Write the entries below out again in full. Match every character.
Available data below:
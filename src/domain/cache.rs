//! Process-wide memoized dataset with a time-to-live.

use std::sync::{Arc, RwLock};
use std::time::{Duration, Instant};

use crate::domain::dataset::Dataset;
use crate::domain::error::DashboardError;
use crate::ports::data_port::DataPort;

struct Slot {
    dataset: Arc<Dataset>,
    loaded_at: Instant,
}

pub struct DatasetCache {
    source: Arc<dyn DataPort + Send + Sync>,
    ttl: Duration,
    slot: RwLock<Option<Slot>>,
}

impl DatasetCache {
    pub fn new(source: Arc<dyn DataPort + Send + Sync>, ttl: Duration) -> Self {
        Self {
            source,
            ttl,
            slot: RwLock::new(None),
        }
    }

    /// Load eagerly so startup fails on bad input.
    pub fn preload(&self) -> Result<Arc<Dataset>, DashboardError> {
        self.get()
    }

    /// The cached dataset, reloaded through the data port once the TTL has passed.
    ///
    /// A failed reload keeps serving the previous copy until the next TTL expiry.
    pub fn get(&self) -> Result<Arc<Dataset>, DashboardError> {
        {
            let slot = self.slot.read().unwrap_or_else(|e| e.into_inner());
            if let Some(s) = slot.as_ref() {
                if s.loaded_at.elapsed() < self.ttl {
                    return Ok(Arc::clone(&s.dataset));
                }
            }
        }

        let mut slot = self.slot.write().unwrap_or_else(|e| e.into_inner());
        if let Some(s) = slot.as_ref() {
            if s.loaded_at.elapsed() < self.ttl {
                return Ok(Arc::clone(&s.dataset));
            }
        }

        match self.source.load_dataset() {
            Ok(dataset) => {
                let dataset = Arc::new(dataset);
                tracing::info!(trades = dataset.trades.len(), "dataset cache refreshed");
                *slot = Some(Slot {
                    dataset: Arc::clone(&dataset),
                    loaded_at: Instant::now(),
                });
                Ok(dataset)
            }
            Err(e) => match slot.as_mut() {
                Some(stale) => {
                    tracing::warn!(error = %e, "dataset reload failed, serving cached copy");
                    stale.loaded_at = Instant::now();
                    Ok(Arc::clone(&stale.dataset))
                }
                None => Err(e),
            },
        }
    }

    pub fn invalidate(&self) {
        *self.slot.write().unwrap_or_else(|e| e.into_inner()) = None;
    }
}

#[cfg(test)]
mod tests {
    use super::*;
    use crate::domain::sentiment::SentimentObservation;
    use crate::domain::trade::RawTrade;
    use chrono::NaiveDate;
    use std::path::PathBuf;
    use std::sync::atomic::{AtomicBool, AtomicUsize, Ordering};

    #[derive(Default)]
    struct CountingPort {
        loads: AtomicUsize,
        fail: AtomicBool,
    }

    impl DataPort for CountingPort {
        fn load_sentiment(&self) -> Result<Vec<SentimentObservation>, DashboardError> {
            self.loads.fetch_add(1, Ordering::SeqCst);
            if self.fail.load(Ordering::SeqCst) {
                return Err(DashboardError::MissingInput {
                    path: PathBuf::from("gone.csv"),
                });
            }
            Ok(vec![SentimentObservation {
                date: NaiveDate::from_ymd_opt(2024, 1, 1).unwrap(),
                value: 50.0,
                classification: "Neutral".into(),
            }])
        }

        fn load_trades(&self) -> Result<Vec<RawTrade>, DashboardError> {
            Ok(Vec::new())
        }
    }

    #[test]
    fn loads_once_within_ttl() {
        let port = Arc::new(CountingPort::default());
        let cache = DatasetCache::new(port.clone(), Duration::from_secs(3600));
        let a = cache.get().unwrap();
        let b = cache.get().unwrap();
        assert!(Arc::ptr_eq(&a, &b));
        assert_eq!(port.loads.load(Ordering::SeqCst), 1);
    }

    #[test]
    fn reloads_after_expiry() {
        let port = Arc::new(CountingPort::default());
        let cache = DatasetCache::new(port.clone(), Duration::ZERO);
        cache.get().unwrap();
        cache.get().unwrap();
        assert_eq!(port.loads.load(Ordering::SeqCst), 2);
    }

    #[test]
    fn failed_reload_serves_stale_copy() {
        let port = Arc::new(CountingPort::default());
        let cache = DatasetCache::new(port.clone(), Duration::ZERO);
        let first = cache.get().unwrap();
        port.fail.store(true, Ordering::SeqCst);
        let second = cache.get().unwrap();
        assert!(Arc::ptr_eq(&first, &second));
    }

    #[test]
    fn first_load_failure_propagates() {
        let port = Arc::new(CountingPort::default());
        port.fail.store(true, Ordering::SeqCst);
        let cache = DatasetCache::new(port, Duration::from_secs(60));
        assert!(matches!(cache.get(), Err(DashboardError::MissingInput { .. })));
    }

    #[test]
    fn invalidate_forces_reload() {
        let port = Arc::new(CountingPort::default());
        let cache = DatasetCache::new(port.clone(), Duration::from_secs(3600));
        cache.get().unwrap();
        cache.invalidate();
        cache.get().unwrap();
        assert_eq!(port.loads.load(Ordering::SeqCst), 2);
    }
}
End of Available data.
Result below
filename src/domain/cache.rs
//! Process-wide memoized dataset with a time-to-live.

use std::sync::{Arc, RwLock};
use std::time::{Duration, Instant};

use crate::domain::dataset::Dataset;
use crate::domain::error::DashboardError;
use crate::ports::data_port::DataPort;

struct Slot {
    dataset: Arc<Dataset>,
    loaded_at: Instant,
}

pub struct DatasetCache {
    source: Arc<dyn DataPort + Send + Sync>,
    ttl: Duration,
    slot: RwLock<Option<Slot>>,
}

impl DatasetCache {
    pub fn new(source: Arc<dyn DataPort + Send + Sync>, ttl: Duration) -> Self {
        Self {
            source,
            ttl,
            slot: RwLock::new(None),
        }
    }

    /// Load eagerly so startup fails on bad input.
    pub fn preload(&self) -> Result<Arc<Dataset>, DashboardError> {
        self.get()
    }

    /// The cached dataset, reloaded through the data port once the TTL has passed.
    ///
    /// A failed reload keeps serving the previous copy until the next TTL expiry.
    pub fn get(&self) -> Result<Arc<Dataset>, DashboardError> {
        {
            let slot = self.slot.read().unwrap_or_else(|e| e.into_inner());
            if let Some(s) = slot.as_ref() {
                if s.loaded_at.elapsed() < self.ttl {
                    return Ok(Arc::clone(&s.dataset));
                }
            }
        }

        let mut slot = self.slot.write().unwrap_or_else(|e| e.into_inner());
        if let Some(s) = slot.as_ref() {
            if s.loaded_at.elapsed() < self.ttl {
                return Ok(Arc::clone(&s.dataset));
            }
        }

        match self.source.load_dataset() {
            Ok(dataset) => {
                let dataset = Arc::new(dataset);
                tracing::info!(trades = dataset.trades.len(), "dataset cache refreshed");
                *slot = Some(Slot {
                    dataset: Arc::clone(&dataset),
                    loaded_at: Instant::now(),
                });
                Ok(dataset)
            }
            Err(e) => match slot.as_mut() {
                Some(stale) => {
                    tracing::warn!(error = %e, "dataset reload failed, serving cached copy");
                    stale.loaded_at = Instant::now();
                    Ok(Arc::clone(&stale.dataset))
                }
                None => Err(e),
            },
        }
    }

    pub fn invalidate(&self) {
        *self.slot.write().unwrap_or_else(|e| e.into_inner()) = None;
    }
}

#[cfg(test)]
mod tests {
    use super::*;
    use crate::domain::sentiment::SentimentObservation;
    use crate::domain::trade::RawTrade;
    use chrono::NaiveDate;
    use std::path::PathBuf;
    use std::sync::atomic::{AtomicBool, AtomicUsize, Ordering};

    #[derive(Default)]
    struct CountingPort {
        loads: AtomicUsize,
        fail: AtomicBool,
    }

    impl DataPort for CountingPort {
        fn load_sentiment(&self) -> Result<Vec<SentimentObservation>, DashboardError> {
            self.loads.fetch_add(1, Ordering::SeqCst);
            if self.fail.load(Ordering::SeqCst) {
                return Err(DashboardError::MissingInput {
                    path: PathBuf::from("gone.csv"),
                });
            }
            Ok(vec![SentimentObservation {
                date: NaiveDate::from_ymd_opt(2024, 1, 1).unwrap(),
                value: 50.0,
                classification: "Neutral".into(),
            }])
        }

        fn load_trades(&self) -> Result<Vec<RawTrade>, DashboardError> {
            Ok(Vec::new())
        }
    }

    #[test]
    fn loads_once_within_ttl() {
        let port = Arc::new(CountingPort::default());
        let cache = DatasetCache::new(port.clone(), Duration::from_secs(3600));
        let a = cache.get().unwrap();
        let b = cache.get().unwrap();
        assert!(Arc::ptr_eq(&a, &b));
        assert_eq!(port.loads.load(Ordering::SeqCst), 1);
    }

    #[test]
    fn reloads_after_expiry() {
        let port = Arc::new(CountingPort::default());
        let cache = DatasetCache::new(port.clone(), Duration::ZERO);
        cache.get().unwrap();
        cache.get().unwrap();
        assert_eq!(port.loads.load(Ordering::SeqCst), 2);
    }

    #[test]
    fn failed_reload_serves_stale_copy() {
        let port = Arc::new(CountingPort::default());
        let cache = DatasetCache::new(port.clone(), Duration::ZERO);
        let first = cache.get().unwrap();
        port.fail.store(true, Ordering::SeqCst);
        let second = cache.get().unwrap();
        assert!(Arc::ptr_eq(&first, &second));
    }

    #[test]
    fn first_load_failure_propagates() {
        let port = Arc::new(CountingPort::default());
        port.fail.store(true, Ordering::SeqCst);
        let cache = DatasetCache::new(port, Duration::from_secs(60));
        assert!(matches!(cache.get(), Err(DashboardError::MissingInput { .. })));
    }

    #[test]
    fn invalidate_forces_reload() {
        let port = Arc::new(CountingPort::default());
        let cache = DatasetCache::new(port.clone(), Duration::from_secs(3600));
        cache.get().unwrap();
        cache.invalidate();
        cache.get().unwrap();
        assert_eq!(port.loads.load(Ordering::SeqCst), 2);
    }
}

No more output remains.